One Thousand Scents

Tuesday, June 03, 2008

30 Demeters in 30 Days: Day 3, Brownie

I've said before--and it's not the most original observation in the world--that the point of fragrance is to establish a sexual persona. Your own reason for wearing a particular scent may be one of many (you like how it smells; it makes you feel confident or happy; your other half likes it on you; it was a gift), but the reason perfumery exists is to present a face to the world; it is the literal distillation of the natural world onto ourselves, with all the associations that the smells of the natural world imply. You smell like a flower, so you are beautiful and delicate; I smell like castoreum, so I am strong and animal-like. Sophisticated scents, constructions, combine many of these scent ideas into a single unit with a complex sexual message.

Part of the genius of Demeter is that many of its fragrances are divorced from this ancient idea. Their very simplicity means that they can deliver a message unshackled from any sexual overtones. If you smell like ginger ale, you can't really be said to be usurping the sexual power of the natural world, because ginger ale isn't natural; the chain of associations is broken (unless someone has a ginger-ale fetish I've never heard of before, maybe the result of a torrid affair in a bottling plant). As a result, many Demeter scents are really about pure joy--the delight of smelling something, and smelling like something, that you wouldn't expect to find in a bottle.

That's the story of Brownie, which smells exactly like its namesake. A pan of brownies bears a batch of pleasurable associations; maybe your mom made them for you as a child, maybe you make them for your own children, or just for yourself--but it's one of those things that seems pretty thoroughly divorced from sexual connotations. That makes it the archetypal Demeter scent; a thing that exists because it can.

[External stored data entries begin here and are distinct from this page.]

//! API middleware.

use std::net::IpAddr;
use std::num::NonZeroU32;
use std::sync::Arc;
use std::time::Instant;

use axum::body::Body;
use axum::extract::{ConnectInfo, State};
use axum::http::{header, HeaderName, HeaderValue, Method, Request, Response};
use axum::middleware::Next;
use axum::response::IntoResponse;
use governor::{DefaultKeyedRateLimiter, Quota, RateLimiter};
use tower_http::cors::{Any, CorsLayer};
use tracing::{debug, info, warn, Span};
use uuid::Uuid;

use crate::error::ApiError;
use crate::metrics;

/// Per-client-IP rate limiter.
pub type IpRateLimiter = DefaultKeyedRateLimiter<IpAddr>;

/// Create a keyed rate limiter allowing `requests_per_second` per client IP.
pub fn create_rate_limiter(requests_per_second: u32) -> Arc<IpRateLimiter> {
    let rps = NonZeroU32::new(requests_per_second).unwrap_or(NonZeroU32::MIN);
    Arc::new(RateLimiter::keyed(Quota::per_second(rps)))
}

/// Drop per-IP state whose quota has fully replenished and return the
/// number of clients still tracked.
pub fn prune_rate_limiter(limiter: &IpRateLimiter) -> usize {
    limiter.retain_recent();
    limiter.shrink_to_fit();
    let tracked = limiter.len();
    debug!(tracked, "Pruned rate limiter state");
    tracked
}

/// Create CORS layer.
pub fn cors_layer(origins: &[String]) -> CorsLayer {
    let allowed_headers = [header::CONTENT_TYPE, header::ACCEPT, header::ORIGIN];

    let exposed_headers = [
        header::CONTENT_LENGTH,
        header::CONTENT_TYPE,
        header::RETRY_AFTER,
    ];

    let allowed_methods = [Method::GET, Method::POST, Method::DELETE, Method::OPTIONS];

    if origins.iter().any(|o| o == "*") {
        CorsLayer::new()
            .allow_methods(Any)
            .allow_headers(Any)
            .expose_headers(Any)
            .allow_origin(Any)
            .max_age(std::time::Duration::from_secs(600))
    } else {
        // tower-http panics if credentials are combined with wildcard headers
        let origins: Vec<HeaderValue> = origins.iter().filter_map(|o| o.parse().ok()).collect();

        CorsLayer::new()
            .allow_methods(allowed_methods)
            .allow_headers(allowed_headers)
            .expose_headers(exposed_headers)
            .allow_credentials(true)
            .allow_origin(origins)
            .max_age(std::time::Duration::from_secs(600))
    }
}

const SECURITY_HEADERS: [(&str, &str); 6] = [
    ("x-content-type-options", "nosniff"),
    ("x-frame-options", "DENY"),
    ("referrer-policy", "strict-origin-when-cross-origin"),
    ("cross-origin-resource-policy", "same-origin"),
    ("x-permitted-cross-domain-policies", "none"),
    ("strict-transport-security", "max-age=31536000; includeSubDomains"),
];

/// Security headers middleware.
pub async fn security_headers(request: Request<Body>, next: Next) -> Response<Body> {
    let mut response = next.run(request).await;
    let headers = response.headers_mut();

    for (name, value) in SECURITY_HEADERS {
        headers.insert(
            HeaderName::from_static(name),
            HeaderValue::from_static(value),
        );
    }

    response
}

/// Request ID middleware.
pub async fn request_id(mut request: Request<Body>, next: Next) -> Response<Body> {
    let request_id = request
        .headers()
        .get("X-Request-ID")
        .and_then(|v| v.to_str().ok())
        .map(|s| s.to_string())
        .unwrap_or_else(|| Uuid::new_v4().to_string());

    request.extensions_mut().insert(request_id.clone());
    Span::current().record("request_id", &request_id);

    let mut response = next.run(request).await;

    if let Ok(header_value) = request_id.parse() {
        response.headers_mut().insert("X-Request-ID", header_value);
    }

    response
}

/// Request logging middleware.
pub async fn request_logging(request: Request<Body>, next: Next) -> Response<Body> {
    let method = request.method().clone();
    let uri = request.uri().clone();
    let start = Instant::now();

    let response = next.run(request).await;

    let status = response.status();
    let duration = start.elapsed();

    // Skip probe and scrape noise
    if !matches!(uri.path(), "/health" | "/api/health" | "/ready" | "/metrics") {
        info!(
            method = %method,
            uri = %uri,
            status = %status,
            duration_ms = %duration.as_millis(),
            "Request completed"
        );
    }

    response
}

/// Rate limiting middleware keyed by client IP.
///
/// Requests whose client IP cannot be determined are let through.
pub async fn rate_limit_middleware(
    State(rate_limiter): State<Arc<IpRateLimiter>>,
    request: Request<Body>,
    next: Next,
) -> Response<Body> {
    if let Some(ip) = extract_client_ip(&request) {
        if rate_limiter.check_key(&ip).is_err() {
            warn!(ip = %ip, path = %request.uri().path(), "Rate limit exceeded");
            metrics::record_rate_limit_hit(request.uri().path());
            return ApiError::RateLimited.into_response();
        }
    }

    next.run(request).await
}

/// Extract client IP from proxy headers or connection info.
fn extract_client_ip(request: &Request<Body>) -> Option<IpAddr> {
    // First hop of X-Forwarded-For is the original client
    if let Some(forwarded) = request.headers().get("X-Forwarded-For") {
        if let Some(ip) = forwarded
            .to_str()
            .ok()
            .and_then(|s| s.split(',').next())
            .and_then(|first| first.trim().parse().ok())
        {
            return Some(ip);
        }
    }

    if let Some(ip) = request
        .headers()
        .get("X-Real-IP")
        .and_then(|v| v.to_str().ok())
        .and_then(|s| s.trim().parse().ok())
    {
        return Some(ip);
    }

    request
        .extensions()
        .get::<ConnectInfo<std::net::SocketAddr>>()
        .map(|ci| ci.0.ip())
}
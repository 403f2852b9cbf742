//! In-memory backend.

use std::collections::HashMap;
use std::sync::Arc;

use async_trait::async_trait;
use tokio::sync::RwLock;

use crate::error::{StorageError, StorageResult};
use crate::store::{validate_key, ObjectStore};

#[derive(Debug, Clone)]
struct StoredObject {
    data: Vec<u8>,
    content_type: String,
}

/// Object store that keeps everything in process memory.
///
/// Each `put` swaps a whole object in under the write lock, so it is as
/// atomic as the filesystem backend. Contents vanish with the process.
#[derive(Debug, Clone, Default)]
pub struct MemoryStore {
    objects: Arc<RwLock<HashMap<String, StoredObject>>>,
}

impl MemoryStore {
    pub fn new() -> Self {
        Self::default()
    }

    /// Number of stored objects.
    pub async fn len(&self) -> usize {
        self.objects.read().await.len()
    }

    pub async fn is_empty(&self) -> bool {
        self.objects.read().await.is_empty()
    }

    /// Content type recorded for `key`.
    pub async fn content_type(&self, key: &str) -> Option<String> {
        self.objects
            .read()
            .await
            .get(key)
            .map(|o| o.content_type.clone())
    }
}

#[async_trait]
impl ObjectStore for MemoryStore {
    fn backend(&self) -> &'static str {
        "memory"
    }

    async fn put(&self, key: &str, data: Vec<u8>, content_type: &str) -> StorageResult<()> {
        validate_key(key)?;
        self.objects.write().await.insert(
            key.to_string(),
            StoredObject {
                data,
                content_type: content_type.to_string(),
            },
        );
        Ok(())
    }

    async fn get(&self, key: &str) -> StorageResult<Vec<u8>> {
        validate_key(key)?;
        self.objects
            .read()
            .await
            .get(key)
            .map(|o| o.data.clone())
            .ok_or_else(|| StorageError::not_found(key))
    }

    async fn exists(&self, key: &str) -> StorageResult<bool> {
        validate_key(key)?;
        Ok(self.objects.read().await.contains_key(key))
    }

    async fn delete(&self, key: &str) -> StorageResult<()> {
        validate_key(key)?;
        self.objects.write().await.remove(key);
        Ok(())
    }

    async fn check_connectivity(&self) -> StorageResult<()> {
        Ok(())
    }
}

As usual, it has no lasting power: in fifteen minutes, it's an extremely low-key smudge of chocolate, and in half an hour, it's not even recognizable as that any more, just a dark, slightly vanillic scent with the bare suggestion of the bakery to it. I don't even think of this evanescence as a negative any more; it's just the way Demeters are. If you accept that as a given, then the only thing that could make Brownie any better is if it smelled like hot brownies, fresh from the oven. That would probably be too good to stand.